Records from a collection
Content starts

//! Configuration for duraconn
//!
//! The configuration tree maps server names to backend type and
//! connection groups; each group names its durability algorithm and the
//! candidate hosts (with credentials) that algorithm selects from.
//!
//! Configs load from TOML or are assembled programmatically:
//!
//! ```
//! use duraconn::config::{BackendKind, DataStoreConfig, DurabilityKind, GroupConfig, ServerConfig};
//!
//! let config = DataStoreConfig::new().with_server(
//!     "primary",
//!     ServerConfig::new(BackendKind::MySql).with_group(
//!         "main",
//!         GroupConfig::new(DurabilityKind::Randomizer)
//!             .with_host("db1.internal", "app", "secret")
//!             .with_host("db2.internal", "app", "secret"),
//!     ),
//! );
//! assert!(config.server("primary").is_ok());
//! ```

use serde::{Deserialize, Serialize};
use std::collections::HashMap;
use std::fmt;
use std::path::Path;

use crate::error::{Error, Result};

/// Supported database backends
#[derive(Debug, Clone, Copy, PartialEq, Eq, PartialOrd, Ord, Hash, Serialize, Deserialize)]
#[serde(rename_all = "lowercase")]
pub enum BackendKind {
    /// MySQL / MariaDB
    MySql,
    /// PostgreSQL
    #[serde(alias = "postgres")]
    PostgreSql,
}

impl fmt::Display for BackendKind {
    fn fmt(&self, f: &mut fmt::Formatter<'_>) -> fmt::Result {
        match self {
            Self::MySql => write!(f, "mysql"),
            Self::PostgreSql => write!(f, "postgresql"),
        }
    }
}

/// Host-selection algorithm for a connection group
#[derive(Debug, Clone, Copy, PartialEq, Eq, Serialize, Deserialize)]
pub enum DurabilityKind {
    /// Pick uniformly at random among the remaining candidates
    #[serde(rename = "randomizer")]
    Randomizer,
    /// Exactly two hosts: primary first, then the secondary
    #[serde(rename = "fall back", alias = "fall_back", alias = "fallback")]
    FallBack,
}

impl fmt::Display for DurabilityKind {
    fn fmt(&self, f: &mut fmt::Formatter<'_>) -> fmt::Result {
        match self {
            Self::Randomizer => write!(f, "randomizer"),
            Self::FallBack => write!(f, "fall back"),
        }
    }
}

/// One candidate host with its credentials
///
/// Serializes as the three-element array form `["host", "user", "pass"]`
/// used by the configuration format.
#[derive(Clone, PartialEq, Eq, Serialize, Deserialize)]
#[serde(from = "(String, String, String)", into = "(String, String, String)")]
pub struct HostEntry {
    /// Host name or address, optionally with a `:port` suffix
    pub host: String,
    /// Login user
    pub username: String,
    /// Login password
    pub password: String,
}

impl HostEntry {
    /// Create a new host entry
    pub fn new(
        host: impl Into<String>,
        username: impl Into<String>,
        password: impl Into<String>,
    ) -> Self {
        Self {
            host: host.into(),
            username: username.into(),
            password: password.into(),
        }
    }
}

impl From<(String, String, String)> for HostEntry {
    fn from((host, username, password): (String, String, String)) -> Self {
        Self {
            host,
            username,
            password,
        }
    }
}

impl From<HostEntry> for (String, String, String) {
    fn from(entry: HostEntry) -> Self {
        (entry.host, entry.username, entry.password)
    }
}

impl fmt::Debug for HostEntry {
    fn fmt(&self, f: &mut fmt::Formatter<'_>) -> fmt::Result {
        f.debug_struct("HostEntry")
            .field("host", &self.host)
            .field("username", &self.username)
            .field("password", &"***")
            .finish()
    }
}

/// One connection group: a durability algorithm over candidate hosts
#[derive(Debug, Clone, PartialEq, Serialize, Deserialize)]
pub struct GroupConfig {
    /// Host-selection algorithm
    pub durability: DurabilityKind,
    /// Candidate hosts in configuration order
    #[serde(default)]
    pub hosts: Vec<HostEntry>,
}

impl GroupConfig {
    /// Create a group with the given durability algorithm and no hosts
    pub fn new(durability: DurabilityKind) -> Self {
        Self {
            durability,
            hosts: Vec::new(),
        }
    }

    /// Append a candidate host
    pub fn with_host(
        mut self,
        host: impl Into<String>,
        username: impl Into<String>,
        password: impl Into<String>,
    ) -> Self {
        self.hosts.push(HostEntry::new(host, username, password));
        self
    }
}

/// One configured database server: backend type plus its groups
#[derive(Debug, Clone, PartialEq, Serialize, Deserialize)]
pub struct ServerConfig {
    /// Backend type
    #[serde(rename = "type")]
    pub kind: BackendKind,
    /// Connection groups by name
    #[serde(default)]
    pub groups: HashMap<String, GroupConfig>,
}

impl ServerConfig {
    /// Create a server config for the given backend
    pub fn new(kind: BackendKind) -> Self {
        Self {
            kind,
            groups: HashMap::new(),
        }
    }

    /// Add a connection group
    pub fn with_group(mut self, name: impl Into<String>, group: GroupConfig) -> Self {
        self.groups.insert(name.into(), group);
        self
    }

    /// Look up a connection group by name
    pub fn group(&self, name: &str) -> Result<&GroupConfig> {
        self.groups.get(name).ok_or_else(|| {
            Error::configuration(format!("connection group \"{name}\" is not configured"))
        })
    }
}

/// The data store configuration: servers by name
#[derive(Debug, Clone, PartialEq, Default, Serialize, Deserialize)]
pub struct DataStoreConfig {
    /// Configured servers by name
    #[serde(default)]
    pub servers: HashMap<String, ServerConfig>,
}

impl DataStoreConfig {
    /// Create an empty configuration
    pub fn new() -> Self {
        Self::default()
    }

    /// Add a server
    pub fn with_server(mut self, name: impl Into<String>, server: ServerConfig) -> Self {
        self.servers.insert(name.into(), server);
        self
    }

    /// Look up a server by name
    pub fn server(&self, name: &str) -> Result<&ServerConfig> {
        self.servers.get(name).ok_or_else(|| {
            Error::configuration(format!("data store server \"{name}\" is not configured"))
        })
    }

    /// Parse a configuration from TOML text
    pub fn from_toml_str(raw: &str) -> Result<Self> {
        toml::from_str(raw)
            .map_err(|e| Error::configuration(format!("invalid data store config: {e}")))
    }

    /// Load a configuration from a TOML file
    pub fn from_path(path: impl AsRef<Path>) -> Result<Self> {
        let path = path.as_ref();
        let raw = std::fs::read_to_string(path).map_err(|e| {
            Error::configuration(format!(
                "cannot read data store config {}: {e}",
                path.display()
            ))
        })?;
        Self::from_toml_str(&raw)
    }
}

#[cfg(test)]
mod tests {
    use super::*;

    const SAMPLE: &str = r#"
[servers.primary]
type = "mysql"

[servers.primary.groups.main]
durability = "randomizer"
hosts = [
    ["db1.internal", "app", "secret"],
    ["db2.internal", "app", "secret"],
]

[servers.reporting]
type = "postgresql"

[servers.reporting.groups.main]
durability = "fall back"
hosts = [
    ["rpt1.internal:6432", "report", "hunter2"],
    ["rpt2.internal:6432", "report", "hunter2"],
]
"#;

    #[test]
    fn test_parse_toml() {
        let config = DataStoreConfig::from_toml_str(SAMPLE).unwrap();

        let primary = config.server("primary").unwrap();
        assert_eq!(primary.kind, BackendKind::MySql);
        let main = primary.group("main").unwrap();
        assert_eq!(main.durability, DurabilityKind::Randomizer);
        assert_eq!(main.hosts.len(), 2);
        assert_eq!(main.hosts[0].host, "db1.internal");
        assert_eq!(main.hosts[0].username, "app");

        let reporting = config.server("reporting").unwrap();
        assert_eq!(reporting.kind, BackendKind::PostgreSql);
        assert_eq!(
            reporting.group("main").unwrap().durability,
            DurabilityKind::FallBack
        );
    }

    #[test]
    fn test_lookup_errors() {
        let config = DataStoreConfig::from_toml_str(SAMPLE).unwrap();

        let err = config.server("missing").unwrap_err();
        assert!(err.to_string().contains("\"missing\" is not configured"));

        let err = config
            .server("primary")
            .unwrap()
            .group("nope")
            .unwrap_err();
        assert!(err.to_string().contains("\"nope\" is not configured"));
    }

    #[test]
    fn test_invalid_durability_rejected_at_parse() {
        let raw = r#"
[servers.a]
type = "mysql"

[servers.a.groups.g]
durability = "round robin"
hosts = [["h", "u", "p"]]
"#;
        assert!(DataStoreConfig::from_toml_str(raw).is_err());
    }

    #[test]
    fn test_durability_aliases() {
        let raw = r#"
[servers.a]
type = "postgres"

[servers.a.groups.g]
durability = "fall_back"
hosts = [["h1", "u", "p"], ["h2", "u", "p"]]
"#;
        let config = DataStoreConfig::from_toml_str(raw).unwrap();
        let server = config.server("a").unwrap();
        assert_eq!(server.kind, BackendKind::PostgreSql);
        assert_eq!(
            server.group("g").unwrap().durability,
            DurabilityKind::FallBack
        );
    }

    #[test]
    fn test_builders() {
        let config = DataStoreConfig::new().with_server(
            "primary",
            ServerConfig::new(BackendKind::MySql).with_group(
                "main",
                GroupConfig::new(DurabilityKind::FallBack)
                    .with_host("a", "u", "p")
                    .with_host("b", "u", "p"),
            ),
        );

        let group = config.server("primary").unwrap().group("main").unwrap();
        assert_eq!(group.hosts.len(), 2);
        assert_eq!(group.hosts[1].host, "b");
    }

    #[test]
    fn test_host_entry_debug_redacts_password() {
        let entry = HostEntry::new("db1", "app", "topsecret");
        let rendered = format!("{entry:?}");
        assert!(rendered.contains("db1"));
        assert!(!rendered.contains("topsecret"));
        assert!(rendered.contains("***"));
    }

}
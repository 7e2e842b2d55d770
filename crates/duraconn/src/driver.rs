//! Driver traits for duraconn
//!
//! The seam between the connection lifecycle and a concrete database
//! backend. A [`Driver`] opens transports and describes the backend's
//! statement syntax; a [`DriverConnection`] is one open transport.
//! Driver errors carry a [`DriverErrorKind`] so the lifecycle layer can
//! separate "try the next host" failures from everything else and
//! translate constraint violations into the crate taxonomy.

use std::fmt;
use thiserror::Error;

use crate::config::BackendKind;
use crate::types::{Row, Value};

/// Result type for driver operations
pub type DriverResult<T> = std::result::Result<T, DriverError>;

/// Classification of a backend failure
#[derive(Debug, Clone, Copy, PartialEq, Eq, Hash)]
pub enum DriverErrorKind {
    /// The host did not accept a transport connection; the caller should
    /// try the next failover candidate
    HostUnreachable,
    /// Unique/primary key violation (e.g. vendor code 1062, SQLSTATE 23505)
    DuplicateKey,
    /// Foreign key violation (e.g. vendor code 1452, SQLSTATE 23503)
    ForeignKeyViolation,
    /// Illegal mix of collations (vendor code 1271)
    CollationMix,
    /// Any other statement-level failure (syntax, missing table, ...)
    Execution,
    /// Transport or protocol failure outside statement execution
    Other,
}

/// An error raised by a concrete database driver
#[derive(Debug, Clone, Error)]
#[error("{message}")]
pub struct DriverError {
    /// Failure classification
    pub kind: DriverErrorKind,
    /// Backend-native error text
    pub message: String,
}

impl DriverError {
    /// Create a driver error
    pub fn new(kind: DriverErrorKind, message: impl Into<String>) -> Self {
        Self {
            kind,
            message: message.into(),
        }
    }

    /// Host refused/unreachable during connect
    pub fn host_unreachable(message: impl Into<String>) -> Self {
        Self::new(DriverErrorKind::HostUnreachable, message)
    }

    /// Unique/primary key violation
    pub fn duplicate_key(message: impl Into<String>) -> Self {
        Self::new(DriverErrorKind::DuplicateKey, message)
    }

    /// Foreign key violation
    pub fn foreign_key(message: impl Into<String>) -> Self {
        Self::new(DriverErrorKind::ForeignKeyViolation, message)
    }

    /// Illegal mix of collations
    pub fn collation_mix(message: impl Into<String>) -> Self {
        Self::new(DriverErrorKind::CollationMix, message)
    }

    /// Statement execution failure
    pub fn execution(message: impl Into<String>) -> Self {
        Self::new(DriverErrorKind::Execution, message)
    }

    /// Any other transport/protocol failure
    pub fn other(message: impl Into<String>) -> Self {
        Self::new(DriverErrorKind::Other, message)
    }
}

/// Everything a driver needs to open one transport
#[derive(Clone, PartialEq, Eq)]
pub struct ConnectTarget {
    /// Host name or address, optionally `host:port`
    pub host: String,
    /// Login user
    pub username: String,
    /// Login password
    pub password: String,
    /// Database to select
    pub db: String,
    /// Session character set
    pub charset: String,
}

impl fmt::Debug for ConnectTarget {
    fn fmt(&self, f: &mut fmt::Formatter<'_>) -> fmt::Result {
        f.debug_struct("ConnectTarget")
            .field("host", &self.host)
            .field("username", &self.username)
            .field("password", &"***")
            .field("db", &self.db)
            .field("charset", &self.charset)
            .finish()
    }
}

/// Result of one executed statement at the driver level
#[derive(Debug, Clone, Default)]
pub struct ExecOutcome {
    /// Result rows (empty for writes)
    pub rows: Vec<Row>,
    /// Affected row count reported by the backend
    pub affected: u64,
    /// Generated key of the most recent insert, where the backend has one
    pub last_insert_id: Option<u64>,
}

/// A concrete database backend
pub trait Driver: Send + Sync {
    /// Which backend this driver speaks to
    fn kind(&self) -> BackendKind;

    /// Open a transport to the given target
    fn connect(&self, target: &ConnectTarget) -> DriverResult<Box<dyn DriverConnection>>;

    /// Bind placeholder for the 1-based parameter `index`
    fn placeholder(&self, index: usize) -> String {
        let _ = index;
        "?".to_string()
    }

    /// Statement that reports the server's configured idle timeout in
    /// seconds, for backends that have one. The result row is expected to
    /// expose the value in a column named `Value` (or as its last column).
    fn idle_timeout_probe(&self) -> Option<&'static str> {
        None
    }
}

/// One open transport to a database server
pub trait DriverConnection: Send {
    /// Execute one statement with bound parameters. `expect_rows` is the
    /// caller's read/write classification; backends that need separate
    /// query/execute paths use it, others may ignore it.
    fn execute(&mut self, sql: &str, binds: &[Value], expect_rows: bool)
    -> DriverResult<ExecOutcome>;

    /// Lightweight liveness probe
    fn ping(&mut self) -> DriverResult<()>;

    /// Commit the open transaction
    fn commit(&mut self) -> DriverResult<()>;

    /// Roll back the open transaction
    fn rollback(&mut self) -> DriverResult<()>;

    /// Close the transport
    fn close(&mut self) -> DriverResult<()>;

    /// Backend-assigned identifier of this connection (thread id,
    /// backend pid, ...)
    fn connection_id(&self) -> u64;
}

Content ends

WHAT THIS TASK INVOLVES
Search the records for lines holding the word "credentials", then copy each line you find.

EXERCISE OUTPUT
//! candidate hosts (with credentials) that algorithm selects from.
/// One candidate host with its credentials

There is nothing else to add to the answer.